From the records below, pull each line that has "Timestamped".

---

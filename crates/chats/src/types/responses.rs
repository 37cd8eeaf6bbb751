//! Views returned by the chat endpoints.

use chrono::{DateTime, Utc};
use neighborhood_common::Timestamped;
use neighborhood_database::ChatLine;
use serde::Serialize;
use utoipa::ToSchema;

#[derive(Debug, Clone, PartialEq, Serialize, ToSchema)]
#[serde(rename_all = "camelCase")]
pub struct ChatRoomView {
    pub id: i64,
    pub product_id: Option<i64>,
    pub seller_id: i64,
    pub buyer_id: i64,
    pub created: DateTime<Utc>,
    pub chats: Vec<ChatView>,
    pub sections: Vec<ChatSection>,
}

#[derive(Debug, Clone, PartialEq, Serialize, ToSchema)]
pub struct ChatSender {
    pub id: i64,
    pub avatar: Option<String>,
}

#[derive(Debug, Clone, PartialEq, Serialize, ToSchema)]
pub struct ChatView {
    pub id: i64,
    pub chat: String,
    pub created: DateTime<Utc>,
    pub user: ChatSender,
}

impl From<ChatLine> for ChatView {
    fn from(line: ChatLine) -> Self {
        Self {
            id: line.id,
            chat: line.chat,
            created: line.created_at,
            user: ChatSender {
                id: line.user_id,
                avatar: line.user_avatar,
            },
        }
    }
}

impl Timestamped for ChatView {
    fn timestamp(&self) -> DateTime<Utc> {
        self.created
    }
}

/// A message inside a day section, with its clock label.
#[derive(Debug, Clone, PartialEq, Serialize, ToSchema)]
pub struct ChatMessageView {
    pub id: i64,
    pub chat: String,
    pub created: DateTime<Utc>,
    /// e.g. "오후 3:05"
    pub time: String,
    pub user: ChatSender,
}

/// Messages sent on the same day, labelled "2023년 3월 5일".
#[derive(Debug, Clone, PartialEq, Serialize, ToSchema)]
pub struct ChatSection {
    pub date: String,
    pub chats: Vec<ChatMessageView>,
}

---

| Written solution |
use neighborhood_common::Timestamped;
impl Timestamped for ChatView {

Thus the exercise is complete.